Friday, September 18, 2009

Leishmaniasis -'s Analysis

Leishmaniasis is a disease caused by protozoa species, which is transmitted by the bite of a female sandfly. It is classified as cutaneous, mucocutaneous, and visceral leishmaniasis.

The typical lesions of cutaneous leishmaniasis were described as early as 900 BC and have been referred to as the "Balkan sore" in the Balkans, the "Delhi boil" in India, the "Baghdad boil" in Iraq, and "saldana" in Afghanistan.

These protoza spend part of their life cycle in the gut of the sandfly, during feeding it ingest about 1000 parasites per bite into the host skin at the site of bite, from where they pass into the blood and tissues. These promastigotes are phagocytosed by macrophages at the reticuloendothelial system, where they shed their flagella and become amastigotes and multiply by binary fission. Once the infected macrophages rupture, the infection spreads to other macrophages and other parts of the body. Temperature is an important factor that determine the localization of the lesions. Species causing visceral leishmaniasis are able to grow at core temperatures, while those responsible for cutaneous leishmaniasis grow best at lower temperatures.


In cutaneous leishmaniasis, the hallmark of the disease is skin lesions, which can spontaneously heal in 2-10 months. Untreated cutaneous leishmaniasis have tendency to progress to cause disseminated mucocutaneous leishmaniasis and can cause death.

In mucocutaneous leishmaniasis, mucosal ulcerations usually develop by metastasis from disseminated protozoa rather than by local spread. Secondary infection plays a prominent role in the persistence of ulcers. Ulcer progression is slow and steady.

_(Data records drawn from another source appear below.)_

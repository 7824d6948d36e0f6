use anyhow::Context;
use rusqlite::{Connection, OptionalExtension};
use std::path::Path;

use crate::accounts::{self, Role};

pub const DB_FILE: &str = "gradebook.sqlite3";

/// Subjects every fresh install starts with.
pub const DEFAULT_SUBJECTS: &[(&str, &str)] = &[
    ("Matemática", "Primero Primaria"),
    ("Lenguaje", "Primero Primaria"),
    ("Ciencias", "Primero Primaria"),
    ("Matemática", "Segundo Primaria"),
    ("Lenguaje", "Segundo Primaria"),
    ("Sociales", "Segundo Primaria"),
];

pub fn open_db(data_dir: &Path) -> anyhow::Result<Connection> {
    std::fs::create_dir_all(data_dir)
        .with_context(|| format!("failed to create directory {}", data_dir.to_string_lossy()))?;
    let db_path = data_dir.join(DB_FILE);
    let conn = Connection::open(&db_path)
        .with_context(|| format!("failed to open database {}", db_path.to_string_lossy()))?;
    init_schema(&conn)?;
    Ok(conn)
}

pub fn init_schema(conn: &Connection) -> anyhow::Result<()> {
    conn.execute("PRAGMA foreign_keys = ON", [])?;

    conn.execute(
        "CREATE TABLE IF NOT EXISTS users(
            id INTEGER PRIMARY KEY AUTOINCREMENT,
            name TEXT NOT NULL,
            email TEXT NOT NULL UNIQUE,
            password_hash TEXT NOT NULL,
            role TEXT NOT NULL CHECK(role IN ('admin', 'teacher'))
        )",
        [],
    )?;

    conn.execute(
        "CREATE TABLE IF NOT EXISTS students(
            id INTEGER PRIMARY KEY AUTOINCREMENT,
            name TEXT NOT NULL UNIQUE,
            grade_level TEXT NOT NULL
        )",
        [],
    )?;
    conn.execute(
        "CREATE INDEX IF NOT EXISTS idx_students_grade_level ON students(grade_level)",
        [],
    )?;

    conn.execute(
        "CREATE TABLE IF NOT EXISTS subjects(
            id INTEGER PRIMARY KEY AUTOINCREMENT,
            name TEXT NOT NULL,
            grade_level TEXT NOT NULL,
            UNIQUE(name, grade_level)
        )",
        [],
    )?;

    conn.execute(
        "CREATE TABLE IF NOT EXISTS assignments(
            id INTEGER PRIMARY KEY AUTOINCREMENT,
            teacher_id INTEGER NOT NULL,
            subject_id INTEGER NOT NULL,
            grade_level TEXT NOT NULL,
            FOREIGN KEY(teacher_id) REFERENCES users(id),
            FOREIGN KEY(subject_id) REFERENCES subjects(id),
            UNIQUE(teacher_id, subject_id, grade_level)
        )",
        [],
    )?;
    conn.execute(
        "CREATE INDEX IF NOT EXISTS idx_assignments_teacher ON assignments(teacher_id)",
        [],
    )?;

    // Grades carry the subject by name, not by id: a report groups by what
    // the teacher's assigned subject was called when the score went in.
    conn.execute(
        "CREATE TABLE IF NOT EXISTS grades(
            id INTEGER PRIMARY KEY AUTOINCREMENT,
            student_id INTEGER NOT NULL,
            subject TEXT NOT NULL,
            block INTEGER NOT NULL CHECK(block BETWEEN 1 AND 4),
            score REAL NOT NULL,
            FOREIGN KEY(student_id) REFERENCES students(id),
            UNIQUE(student_id, subject, block)
        )",
        [],
    )?;
    conn.execute(
        "CREATE INDEX IF NOT EXISTS idx_grades_student ON grades(student_id)",
        [],
    )?;

    conn.execute(
        "CREATE TABLE IF NOT EXISTS audit_log(
            id INTEGER PRIMARY KEY AUTOINCREMENT,
            user_id INTEGER NOT NULL,
            action TEXT NOT NULL,
            description TEXT NOT NULL,
            created_at TEXT NOT NULL,
            FOREIGN KEY(user_id) REFERENCES users(id)
        )",
        [],
    )?;

    Ok(())
}

#[derive(Debug, Clone, Copy, Default, PartialEq, Eq)]
pub struct BootstrapSummary {
    pub admin_created: bool,
    pub subjects_seeded: usize,
}

/// Makes sure the configured admin account and the default subjects exist.
/// Existing rows are left alone, so this is safe on every start.
pub fn bootstrap(
    conn: &Connection,
    admin_email: &str,
    admin_password: &str,
) -> anyhow::Result<BootstrapSummary> {
    let mut summary = BootstrapSummary::default();

    let existing: Option<i64> = conn
        .query_row(
            "SELECT id FROM users WHERE email = ?",
            [admin_email],
            |r| r.get(0),
        )
        .optional()?;
    if existing.is_none() {
        accounts::create_user(conn, "Administrador", admin_email, admin_password, Role::Admin)
            .context("failed to create bootstrap admin")?;
        summary.admin_created = true;
    }

    for (name, grade_level) in DEFAULT_SUBJECTS {
        let inserted = conn.execute(
            "INSERT OR IGNORE INTO subjects(name, grade_level) VALUES(?, ?)",
            (name, grade_level),
        )?;
        summary.subjects_seeded += inserted;
    }

    Ok(summary)
}
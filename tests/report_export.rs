mod test_support;

use axum::http::StatusCode;
use axum_test::TestResponse;
use cookie::Cookie;
use rusqlite::Connection;
use std::io::Cursor;
use test_support::*;

use gradebookd::export;
use gradebookd::grades::{self, GradeEntry};
use gradebookd::report::ReportSettings;
use gradebookd::school;

const GRADE: &str = "Primero Primaria";

fn grade(conn: &Connection, teacher: i64, subject_id: i64, student: &str, block: u8, score: f64) {
    let entry = GradeEntry {
        student_name: student.to_string(),
        grade_level: GRADE.to_string(),
        subject_id,
        block,
        score,
    };
    grades::submit_grade(conn, teacher, &entry).expect("submit grade");
}

/// Three students in the grade-level, two of them graded.
fn seed(conn: &Connection) -> Vec<i64> {
    let teacher = seed_teacher(conn, "Ana Docente", "ana@colegio.com");
    let math = seeded_subject(conn, "Matemática", GRADE).id;
    let language = seeded_subject(conn, "Lenguaje", GRADE).id;
    school::create_assignment(conn, teacher, math, GRADE).expect("assign math");
    school::create_assignment(conn, teacher, language, GRADE).expect("assign language");

    let ids = ["María López", "Pedro Gómez", "Sin Notas"]
        .iter()
        .map(|n| seed_student(conn, n, GRADE).id)
        .collect();
    grade(conn, teacher, math, "María López", 1, 80.0);
    grade(conn, teacher, math, "María López", 2, 90.0);
    grade(conn, teacher, math, "María López", 3, 100.0);
    grade(conn, teacher, language, "Pedro Gómez", 1, 75.0);
    ids
}

#[test]
fn export_contains_only_graded_students() {
    let dir = tempfile::tempdir().expect("temp dir");
    let conn = open_bootstrapped(dir.path());
    seed(&conn);

    let roster: Vec<_> = school::students_in_grade(&conn, GRADE)
        .expect("students")
        .into_iter()
        .map(|s| {
            let g = grades::grades_for_student(&conn, s.id).expect("grades");
            (s, g)
        })
        .collect();
    assert_eq!(roster.len(), 3);

    let summary = export::export_grade_level(
        &dir.path().join("pdfs"),
        &dir.path().join("zip_temp"),
        &ReportSettings::default(),
        GRADE,
        &roster,
    )
    .expect("export");
    assert_eq!(summary.entry_count, 2);
    assert_eq!(summary.skipped, 1);
    assert_eq!(
        summary.archive_path,
        dir.path().join("zip_temp").join("Primero Primaria.zip")
    );

    let on_disk = std::fs::read(&summary.archive_path).expect("read archive file");
    assert_eq!(on_disk, summary.bytes);
    let mut archive = zip::ZipArchive::new(Cursor::new(on_disk)).expect("read archive");
    let mut names: Vec<String> = archive.file_names().map(str::to_string).collect();
    names.sort();
    assert_eq!(names, ["María_López_2026.pdf", "Pedro_Gómez_2026.pdf"]);

    let entry = archive.by_name("María_López_2026.pdf").expect("entry");
    assert_eq!(entry.compression(), zip::CompressionMethod::Deflated);
}

#[test]
fn empty_grade_level_yields_an_empty_archive() {
    let dir = tempfile::tempdir().expect("temp dir");
    let summary = export::export_grade_level(
        &dir.path().join("pdfs"),
        &dir.path().join("zip_temp"),
        &ReportSettings::default(),
        "Tercero Primaria",
        &[],
    )
    .expect("export");
    assert_eq!(summary.entry_count, 0);

    let file = std::fs::File::open(&summary.archive_path).expect("open archive");
    let archive = zip::ZipArchive::new(file).expect("read archive");
    assert_eq!(archive.len(), 0);
}

#[tokio::test]
async fn report_card_is_served_as_pdf_attachment() {
    let app = spawn_app();
    let ids = app.with_db(seed).await;
    let admin = app.admin_session().await;

    let resp = app
        .server
        .get(&format!("/admin/reporte/{}", ids[0]))
        .add_cookie(admin.clone())
        .await;
    resp.assert_status_ok();
    let headers = resp.headers();
    assert_eq!(headers["content-type"], "application/pdf");
    let disposition = headers["content-disposition"].to_str().expect("ascii header");
    assert!(disposition.starts_with("attachment;"));
    assert!(disposition.contains("Mar%C3%ADa_L%C3%B3pez_2026.pdf"));
    assert!(resp.as_bytes().starts_with(b"%PDF-"));

    let artifact = app
        .dir
        .path()
        .join("pdfs")
        .join(GRADE)
        .join("María_López_2026.pdf");
    assert!(artifact.is_file());

    // Regenerating overwrites the same artifact.
    app.server
        .get(&format!("/admin/reporte/{}", ids[0]))
        .add_cookie(admin)
        .await
        .assert_status_ok();
    let dir_entries = std::fs::read_dir(app.dir.path().join("pdfs").join(GRADE))
        .expect("pdf dir")
        .count();
    assert_eq!(dir_entries, 1);
}

#[tokio::test]
async fn report_for_ungraded_or_unknown_student() {
    let app = spawn_app();
    let ids = app.with_db(seed).await;
    let admin = app.admin_session().await;

    let resp = app
        .server
        .get(&format!("/admin/reporte/{}", ids[2]))
        .add_cookie(admin.clone())
        .await;
    assert_eq!(resp.status_code(), StatusCode::SEE_OTHER);
    assert_eq!(location(&resp), "/admin");
    assert_eq!(flash_message(&resp), "El alumno no tiene notas registradas");

    let resp = app
        .server
        .get("/admin/reporte/4040")
        .add_cookie(admin)
        .await;
    assert_eq!(resp.status_code(), StatusCode::NOT_FOUND);
}

#[tokio::test]
async fn grade_level_download_is_a_zip_attachment() {
    let app = spawn_app();
    app.with_db(seed).await;
    let admin = app.admin_session().await;

    let resp = app
        .server
        .get("/admin/descargar_grado/Primero%20Primaria")
        .add_cookie(admin)
        .await;
    resp.assert_status_ok();
    assert_eq!(resp.headers()["content-type"], "application/zip");

    let archive = zip::ZipArchive::new(Cursor::new(resp.as_bytes().to_vec())).expect("zip body");
    assert_eq!(archive.len(), 2);
    assert_eq!(
        app.with_db(|conn| audit_count(conn, "DESCARGA_ZIP")).await,
        1
    );
}

fn entry_names(bytes: &[u8]) -> Vec<String> {
    let archive = zip::ZipArchive::new(Cursor::new(bytes.to_vec())).expect("valid archive");
    let mut names: Vec<String> = archive.file_names().map(str::to_string).collect();
    names.sort();
    names
}

#[test]
fn names_that_normalize_alike_get_separate_entries() {
    let dir = tempfile::tempdir().expect("temp dir");
    let conn = open_bootstrapped(dir.path());
    let teacher = seed_teacher(&conn, "Ana Docente", "ana@colegio.com");
    let math = seeded_subject(&conn, "Matemática", GRADE).id;
    school::create_assignment(&conn, teacher, math, GRADE).expect("assign");
    let spaced = seed_student(&conn, "Ana María", GRADE);
    let underscored = seed_student(&conn, "Ana_María", GRADE);
    grade(&conn, teacher, math, "Ana María", 1, 70.0);
    grade(&conn, teacher, math, "Ana_María", 1, 95.0);

    let roster: Vec<_> = [spaced, underscored.clone()]
        .into_iter()
        .map(|s| {
            let g = grades::grades_for_student(&conn, s.id).expect("grades");
            (s, g)
        })
        .collect();
    let pdfs = dir.path().join("pdfs");
    let summary = export::export_grade_level(
        &pdfs,
        &dir.path().join("zip_temp"),
        &ReportSettings::default(),
        GRADE,
        &roster,
    )
    .expect("export");

    let second = format!("Ana_María_2026_{}.pdf", underscored.id);
    assert_eq!(summary.entry_count, 2);
    assert_eq!(
        entry_names(&summary.bytes),
        ["Ana_María_2026.pdf".to_string(), second.clone()]
    );
    assert!(pdfs.join(GRADE).join("Ana_María_2026.pdf").is_file());
    assert!(pdfs.join(GRADE).join(&second).is_file());
}

#[test]
fn parallel_exports_never_see_a_torn_archive() {
    let dir = tempfile::tempdir().expect("temp dir");
    let conn = open_bootstrapped(dir.path());
    seed(&conn);
    let roster: Vec<_> = school::students_in_grade(&conn, GRADE)
        .expect("students")
        .into_iter()
        .map(|s| {
            let g = grades::grades_for_student(&conn, s.id).expect("grades");
            (s, g)
        })
        .collect();
    let pdfs = dir.path().join("pdfs");
    let zips = dir.path().join("zip_temp");
    let settings = ReportSettings::default();

    std::thread::scope(|scope| {
        let workers: Vec<_> = (0..6)
            .map(|_| {
                scope.spawn(|| {
                    export::export_grade_level(&pdfs, &zips, &settings, GRADE, &roster)
                        .expect("export")
                })
            })
            .collect();
        for worker in workers {
            let summary = worker.join().expect("export thread");
            assert_eq!(entry_names(&summary.bytes).len(), 2);
        }
    });

    let on_disk = std::fs::read(zips.join("Primero Primaria.zip")).expect("archive");
    assert_eq!(entry_names(&on_disk).len(), 2);
    // Temp files are renamed into place, never left behind.
    let leftovers = std::fs::read_dir(&zips).expect("zip dir").count();
    assert_eq!(leftovers, 1);
    assert_eq!(std::fs::read_dir(pdfs.join(GRADE)).expect("pdf dir").count(), 2);
}

async fn download(app: &TestApp, admin: &Cookie<'static>, path: &str) -> TestResponse {
    app.server.get(path).add_cookie(admin.clone()).await
}

#[tokio::test(flavor = "multi_thread", worker_threads = 4)]
async fn concurrent_downloads_each_get_a_complete_archive() {
    let app = spawn_app();
    let ids = app
        .with_db(|conn| {
            let ids = seed(conn);
            let teacher = seed_teacher(conn, "Luis Docente", "luis@colegio.com");
            let science = seeded_subject(conn, "Ciencias", GRADE).id;
            school::create_assignment(conn, teacher, science, GRADE).expect("assign");
            for i in 0..18u8 {
                let name = format!("Alumno {i}");
                seed_student(conn, &name, GRADE);
                grade(conn, teacher, science, &name, 1, 60.0 + f64::from(i));
            }
            ids
        })
        .await;
    let admin = app.admin_session().await;

    let zip_path = "/admin/descargar_grado/Primero%20Primaria";
    for _ in 0..3 {
        let (a, b, c, d) = tokio::join!(
            download(&app, &admin, zip_path),
            download(&app, &admin, zip_path),
            download(&app, &admin, zip_path),
            download(&app, &admin, zip_path),
        );
        for resp in [a, b, c, d] {
            resp.assert_status_ok();
            assert_eq!(entry_names(resp.as_bytes()).len(), 20);
        }
    }

    let pdf_path = format!("/admin/reporte/{}", ids[0]);
    let (a, b) = tokio::join!(
        download(&app, &admin, &pdf_path),
        download(&app, &admin, &pdf_path),
    );
    for resp in [a, b] {
        resp.assert_status_ok();
        assert!(resp.as_bytes().starts_with(b"%PDF-"));
        assert!(resp.as_bytes().ends_with(b"%%EOF\n"));
    }
    assert_eq!(
        app.with_db(|conn| audit_count(conn, "DESCARGA_ZIP")).await,
        12
    );
}
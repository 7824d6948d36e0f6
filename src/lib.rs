//! School grade-management service: accounts, school structure, grade
//! entry, report cards and their bulk export, behind an axum HTTP surface.

pub mod accounts;
pub mod audit;
pub mod config;
pub mod db;
pub mod error;
pub mod export;
pub mod grades;
pub mod pdf;
pub mod report;
pub mod school;
pub mod web;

Visceral leishmaniasis become clinically apparent after weeks to months of infection. The disease can be acute, subacute, or chronic. The disease manifest in patients who loses immunity after they have left the endemic regions. Visceral leishmaniasis is progressive and mortality rates in untreated cases range from 75-95% or as high as 100% within 2 years in the developing countries

It is estimated by Centers for Disease Control and Prevention (CDC) that approximately 1.5 million new cases of cutaneous leishmaniasis and 500,000 cases of visceral leishmaniasis occur worldwide every year. Mucocutaneous leishmaniasis is less common. Current prevalence of the disease is about 12 million worldwide. The incidence is highest in tropical and subtropical regions where conditions are favorable for sandflies. Most cases of cutaneous leishmaniasis are seen in Afghanistan, Brazil, Iran, Iraq, Peru, and Saudi Arabia, while visceral leishmaniasis is most common in Bangladesh, Brazil, India, Nepal, and Sudan. Males are more commonly infected than females, most likely because of their increased exposure to sandflies. Visceral leishmaniasis has been shown to be common in males than in females.